§ What needs to be done: Would you please transcribe, exactly as written, the lines of the entries below starting at the one that holds "fn from_str(s: &str)" and ending at the one that holds "grid row order.", both included?

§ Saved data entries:
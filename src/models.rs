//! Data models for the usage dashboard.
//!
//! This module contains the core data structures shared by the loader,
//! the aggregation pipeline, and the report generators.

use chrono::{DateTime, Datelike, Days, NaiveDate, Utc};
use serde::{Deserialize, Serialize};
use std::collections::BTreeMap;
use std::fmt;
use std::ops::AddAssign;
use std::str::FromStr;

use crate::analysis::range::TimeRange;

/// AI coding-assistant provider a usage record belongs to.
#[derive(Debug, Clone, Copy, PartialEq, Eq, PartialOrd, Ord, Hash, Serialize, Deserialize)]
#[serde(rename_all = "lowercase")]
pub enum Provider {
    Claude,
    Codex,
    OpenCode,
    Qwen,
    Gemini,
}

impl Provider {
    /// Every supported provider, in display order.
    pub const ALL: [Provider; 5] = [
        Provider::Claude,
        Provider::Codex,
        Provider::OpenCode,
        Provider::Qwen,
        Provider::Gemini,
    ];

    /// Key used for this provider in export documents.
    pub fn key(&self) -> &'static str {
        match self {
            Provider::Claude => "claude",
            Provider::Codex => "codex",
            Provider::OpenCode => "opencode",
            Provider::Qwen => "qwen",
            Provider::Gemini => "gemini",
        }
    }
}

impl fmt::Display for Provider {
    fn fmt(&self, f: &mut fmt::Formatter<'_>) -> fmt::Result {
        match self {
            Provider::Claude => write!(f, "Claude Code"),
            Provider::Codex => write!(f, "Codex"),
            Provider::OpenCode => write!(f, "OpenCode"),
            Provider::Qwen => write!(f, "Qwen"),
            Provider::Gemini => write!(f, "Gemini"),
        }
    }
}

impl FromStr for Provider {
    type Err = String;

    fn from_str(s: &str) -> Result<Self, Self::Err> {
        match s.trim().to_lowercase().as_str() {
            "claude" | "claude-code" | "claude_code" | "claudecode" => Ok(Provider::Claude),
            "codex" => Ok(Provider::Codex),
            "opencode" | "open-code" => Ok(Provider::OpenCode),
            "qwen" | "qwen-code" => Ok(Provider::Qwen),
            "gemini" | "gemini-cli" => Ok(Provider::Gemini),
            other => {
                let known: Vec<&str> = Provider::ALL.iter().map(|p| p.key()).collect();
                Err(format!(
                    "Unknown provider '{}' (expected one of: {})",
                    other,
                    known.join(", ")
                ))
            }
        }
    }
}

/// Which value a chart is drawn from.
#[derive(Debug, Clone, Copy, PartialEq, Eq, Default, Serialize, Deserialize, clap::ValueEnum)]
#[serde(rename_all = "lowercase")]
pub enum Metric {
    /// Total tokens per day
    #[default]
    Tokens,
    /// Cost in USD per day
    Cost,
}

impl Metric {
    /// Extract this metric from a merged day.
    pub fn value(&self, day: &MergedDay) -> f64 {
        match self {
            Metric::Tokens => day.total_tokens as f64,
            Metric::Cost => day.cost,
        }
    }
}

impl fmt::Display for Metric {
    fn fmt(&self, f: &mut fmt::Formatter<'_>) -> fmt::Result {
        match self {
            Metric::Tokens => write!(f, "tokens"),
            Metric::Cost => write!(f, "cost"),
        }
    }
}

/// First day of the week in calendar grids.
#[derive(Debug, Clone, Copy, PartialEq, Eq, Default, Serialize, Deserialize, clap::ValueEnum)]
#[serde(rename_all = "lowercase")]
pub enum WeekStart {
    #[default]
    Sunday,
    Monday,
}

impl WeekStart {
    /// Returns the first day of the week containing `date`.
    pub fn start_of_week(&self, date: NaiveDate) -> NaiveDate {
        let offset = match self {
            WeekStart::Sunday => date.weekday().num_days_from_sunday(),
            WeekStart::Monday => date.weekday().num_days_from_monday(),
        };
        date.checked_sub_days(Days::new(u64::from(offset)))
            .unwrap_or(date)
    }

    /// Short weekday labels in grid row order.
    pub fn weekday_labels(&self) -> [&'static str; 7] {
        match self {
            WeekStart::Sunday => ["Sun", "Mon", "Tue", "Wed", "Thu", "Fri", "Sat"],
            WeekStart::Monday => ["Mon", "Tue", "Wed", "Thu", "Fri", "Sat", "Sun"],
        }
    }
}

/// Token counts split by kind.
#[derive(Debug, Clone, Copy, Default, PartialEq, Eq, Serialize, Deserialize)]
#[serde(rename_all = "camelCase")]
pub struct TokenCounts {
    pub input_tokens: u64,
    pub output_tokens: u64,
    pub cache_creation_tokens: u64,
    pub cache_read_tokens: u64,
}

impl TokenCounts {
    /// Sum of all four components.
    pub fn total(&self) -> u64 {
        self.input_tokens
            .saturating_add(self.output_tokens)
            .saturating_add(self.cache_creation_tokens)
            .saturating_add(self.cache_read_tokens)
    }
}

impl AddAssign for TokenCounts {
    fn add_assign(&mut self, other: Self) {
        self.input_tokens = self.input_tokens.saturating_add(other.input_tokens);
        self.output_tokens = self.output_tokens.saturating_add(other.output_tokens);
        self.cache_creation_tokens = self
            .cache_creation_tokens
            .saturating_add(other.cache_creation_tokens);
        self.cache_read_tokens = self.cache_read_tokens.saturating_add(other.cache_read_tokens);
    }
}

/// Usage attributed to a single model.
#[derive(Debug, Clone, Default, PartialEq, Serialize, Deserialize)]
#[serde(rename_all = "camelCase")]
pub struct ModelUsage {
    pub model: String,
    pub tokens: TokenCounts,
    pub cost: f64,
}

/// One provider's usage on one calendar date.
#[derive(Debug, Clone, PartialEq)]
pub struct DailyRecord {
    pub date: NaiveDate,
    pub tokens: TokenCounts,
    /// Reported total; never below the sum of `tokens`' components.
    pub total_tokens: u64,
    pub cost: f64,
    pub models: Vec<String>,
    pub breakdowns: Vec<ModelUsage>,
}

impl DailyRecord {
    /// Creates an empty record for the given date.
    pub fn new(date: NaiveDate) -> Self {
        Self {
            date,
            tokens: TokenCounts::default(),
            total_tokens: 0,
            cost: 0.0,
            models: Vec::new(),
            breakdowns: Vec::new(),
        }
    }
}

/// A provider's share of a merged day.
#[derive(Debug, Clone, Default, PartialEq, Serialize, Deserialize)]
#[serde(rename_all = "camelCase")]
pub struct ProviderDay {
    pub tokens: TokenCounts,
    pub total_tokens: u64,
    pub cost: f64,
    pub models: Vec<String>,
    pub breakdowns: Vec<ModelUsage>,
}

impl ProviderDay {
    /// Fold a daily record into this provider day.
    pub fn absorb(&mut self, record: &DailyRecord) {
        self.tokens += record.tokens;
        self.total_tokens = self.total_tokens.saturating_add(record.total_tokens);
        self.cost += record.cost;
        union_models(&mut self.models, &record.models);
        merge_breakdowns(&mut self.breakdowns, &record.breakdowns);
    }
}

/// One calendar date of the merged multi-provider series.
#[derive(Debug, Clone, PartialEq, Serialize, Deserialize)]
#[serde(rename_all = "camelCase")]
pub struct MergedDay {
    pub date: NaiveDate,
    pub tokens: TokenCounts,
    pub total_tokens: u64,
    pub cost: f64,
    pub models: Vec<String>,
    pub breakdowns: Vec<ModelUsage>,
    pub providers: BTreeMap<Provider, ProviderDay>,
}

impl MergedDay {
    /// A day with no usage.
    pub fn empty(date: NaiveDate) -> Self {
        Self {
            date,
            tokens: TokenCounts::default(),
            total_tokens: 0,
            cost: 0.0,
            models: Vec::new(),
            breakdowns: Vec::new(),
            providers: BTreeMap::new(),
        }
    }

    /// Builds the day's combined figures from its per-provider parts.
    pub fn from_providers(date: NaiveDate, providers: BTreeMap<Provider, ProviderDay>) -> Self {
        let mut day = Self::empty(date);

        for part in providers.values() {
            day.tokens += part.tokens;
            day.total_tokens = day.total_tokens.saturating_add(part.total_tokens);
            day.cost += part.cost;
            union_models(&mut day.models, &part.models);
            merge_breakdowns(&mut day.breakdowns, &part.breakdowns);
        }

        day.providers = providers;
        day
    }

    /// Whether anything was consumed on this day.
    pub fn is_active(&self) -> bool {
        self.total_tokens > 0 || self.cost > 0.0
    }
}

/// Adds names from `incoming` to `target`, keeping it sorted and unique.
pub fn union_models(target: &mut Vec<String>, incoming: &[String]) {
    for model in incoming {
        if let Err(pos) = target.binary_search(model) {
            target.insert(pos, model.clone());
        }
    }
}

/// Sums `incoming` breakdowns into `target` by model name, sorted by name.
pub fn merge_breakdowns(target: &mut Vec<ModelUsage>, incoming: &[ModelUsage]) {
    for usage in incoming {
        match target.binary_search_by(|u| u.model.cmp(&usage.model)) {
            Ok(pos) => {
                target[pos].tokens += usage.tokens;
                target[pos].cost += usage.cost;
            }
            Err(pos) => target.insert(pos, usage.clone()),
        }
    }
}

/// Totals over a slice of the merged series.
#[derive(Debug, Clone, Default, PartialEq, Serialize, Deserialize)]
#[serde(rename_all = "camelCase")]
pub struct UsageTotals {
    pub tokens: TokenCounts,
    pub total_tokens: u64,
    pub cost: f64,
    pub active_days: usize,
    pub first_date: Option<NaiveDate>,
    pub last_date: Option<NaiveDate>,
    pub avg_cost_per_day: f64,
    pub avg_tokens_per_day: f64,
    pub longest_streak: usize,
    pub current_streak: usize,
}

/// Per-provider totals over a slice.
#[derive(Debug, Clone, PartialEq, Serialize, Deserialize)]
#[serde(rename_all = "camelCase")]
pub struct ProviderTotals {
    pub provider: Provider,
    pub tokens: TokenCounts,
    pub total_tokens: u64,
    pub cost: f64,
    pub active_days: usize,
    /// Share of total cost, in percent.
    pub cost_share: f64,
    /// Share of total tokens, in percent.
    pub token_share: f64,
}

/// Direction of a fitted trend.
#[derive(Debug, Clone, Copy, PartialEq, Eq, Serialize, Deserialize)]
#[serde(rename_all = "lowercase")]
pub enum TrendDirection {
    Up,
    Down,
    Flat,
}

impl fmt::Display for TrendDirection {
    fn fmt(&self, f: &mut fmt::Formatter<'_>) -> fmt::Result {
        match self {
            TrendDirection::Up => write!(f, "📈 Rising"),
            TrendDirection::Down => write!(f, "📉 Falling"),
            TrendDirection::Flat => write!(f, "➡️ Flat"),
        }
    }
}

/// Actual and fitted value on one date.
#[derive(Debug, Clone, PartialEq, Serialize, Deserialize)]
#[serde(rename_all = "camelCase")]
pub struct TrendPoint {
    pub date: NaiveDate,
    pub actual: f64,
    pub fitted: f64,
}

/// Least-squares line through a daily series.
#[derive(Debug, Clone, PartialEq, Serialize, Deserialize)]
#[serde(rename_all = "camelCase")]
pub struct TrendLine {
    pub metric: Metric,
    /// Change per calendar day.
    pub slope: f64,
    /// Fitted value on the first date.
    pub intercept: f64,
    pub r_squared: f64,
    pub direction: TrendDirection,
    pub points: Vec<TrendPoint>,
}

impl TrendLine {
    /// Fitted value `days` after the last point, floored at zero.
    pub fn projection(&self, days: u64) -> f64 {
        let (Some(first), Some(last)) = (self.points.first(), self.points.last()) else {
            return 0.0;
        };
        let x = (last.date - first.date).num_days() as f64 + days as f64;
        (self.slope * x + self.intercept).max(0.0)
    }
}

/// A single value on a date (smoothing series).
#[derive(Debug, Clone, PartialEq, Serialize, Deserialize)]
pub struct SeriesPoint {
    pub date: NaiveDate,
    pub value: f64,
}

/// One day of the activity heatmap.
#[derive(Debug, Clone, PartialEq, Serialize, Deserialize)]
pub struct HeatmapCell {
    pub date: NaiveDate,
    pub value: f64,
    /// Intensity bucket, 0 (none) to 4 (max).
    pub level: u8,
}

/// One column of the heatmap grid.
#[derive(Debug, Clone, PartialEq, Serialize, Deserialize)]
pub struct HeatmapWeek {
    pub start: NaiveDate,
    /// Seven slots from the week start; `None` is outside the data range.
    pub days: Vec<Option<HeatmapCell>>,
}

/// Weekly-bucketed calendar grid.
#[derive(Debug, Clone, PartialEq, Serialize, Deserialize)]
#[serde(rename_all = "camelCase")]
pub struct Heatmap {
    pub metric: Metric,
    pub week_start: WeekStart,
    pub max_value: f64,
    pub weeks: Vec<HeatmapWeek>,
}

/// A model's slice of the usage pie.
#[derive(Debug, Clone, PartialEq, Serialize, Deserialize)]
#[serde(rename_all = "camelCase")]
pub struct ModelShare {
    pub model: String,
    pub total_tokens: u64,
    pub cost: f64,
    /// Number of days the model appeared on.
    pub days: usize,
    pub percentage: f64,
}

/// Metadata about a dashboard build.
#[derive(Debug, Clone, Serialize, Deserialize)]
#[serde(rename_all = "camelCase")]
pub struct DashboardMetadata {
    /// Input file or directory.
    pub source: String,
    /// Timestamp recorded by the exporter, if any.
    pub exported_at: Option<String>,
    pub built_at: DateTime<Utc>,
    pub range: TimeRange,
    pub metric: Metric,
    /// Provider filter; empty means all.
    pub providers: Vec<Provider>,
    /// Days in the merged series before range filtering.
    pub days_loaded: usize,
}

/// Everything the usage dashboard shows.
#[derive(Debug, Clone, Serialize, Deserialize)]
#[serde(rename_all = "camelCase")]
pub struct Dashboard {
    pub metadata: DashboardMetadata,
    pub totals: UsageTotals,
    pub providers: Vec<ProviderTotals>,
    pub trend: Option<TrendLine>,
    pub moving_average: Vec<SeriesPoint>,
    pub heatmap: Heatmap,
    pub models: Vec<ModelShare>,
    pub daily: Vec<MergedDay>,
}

§ Reply:
    fn from_str(s: &str) -> Result<Self, Self::Err> {
        match s.trim().to_lowercase().as_str() {
            "claude" | "claude-code" | "claude_code" | "claudecode" => Ok(Provider::Claude),
            "codex" => Ok(Provider::Codex),
            "opencode" | "open-code" => Ok(Provider::OpenCode),
            "qwen" | "qwen-code" => Ok(Provider::Qwen),
            "gemini" | "gemini-cli" => Ok(Provider::Gemini),
            other => {
                let known: Vec<&str> = Provider::ALL.iter().map(|p| p.key()).collect();
                Err(format!(
                    "Unknown provider '{}' (expected one of: {})",
                    other,
                    known.join(", ")
                ))
            }
        }
    }
}

/// Which value a chart is drawn from.
#[derive(Debug, Clone, Copy, PartialEq, Eq, Default, Serialize, Deserialize, clap::ValueEnum)]
#[serde(rename_all = "lowercase")]
pub enum Metric {
    /// Total tokens per day
    #[default]
    Tokens,
    /// Cost in USD per day
    Cost,
}

impl Metric {
    /// Extract this metric from a merged day.
    pub fn value(&self, day: &MergedDay) -> f64 {
        match self {
            Metric::Tokens => day.total_tokens as f64,
            Metric::Cost => day.cost,
        }
    }
}

impl fmt::Display for Metric {
    fn fmt(&self, f: &mut fmt::Formatter<'_>) -> fmt::Result {
        match self {
            Metric::Tokens => write!(f, "tokens"),
            Metric::Cost => write!(f, "cost"),
        }
    }
}

/// First day of the week in calendar grids.
#[derive(Debug, Clone, Copy, PartialEq, Eq, Default, Serialize, Deserialize, clap::ValueEnum)]
#[serde(rename_all = "lowercase")]
pub enum WeekStart {
    #[default]
    Sunday,
    Monday,
}

impl WeekStart {
    /// Returns the first day of the week containing `date`.
    pub fn start_of_week(&self, date: NaiveDate) -> NaiveDate {
        let offset = match self {
            WeekStart::Sunday => date.weekday().num_days_from_sunday(),
            WeekStart::Monday => date.weekday().num_days_from_monday(),
        };
        date.checked_sub_days(Days::new(u64::from(offset)))
            .unwrap_or(date)
    }

    /// Short weekday labels in grid row order.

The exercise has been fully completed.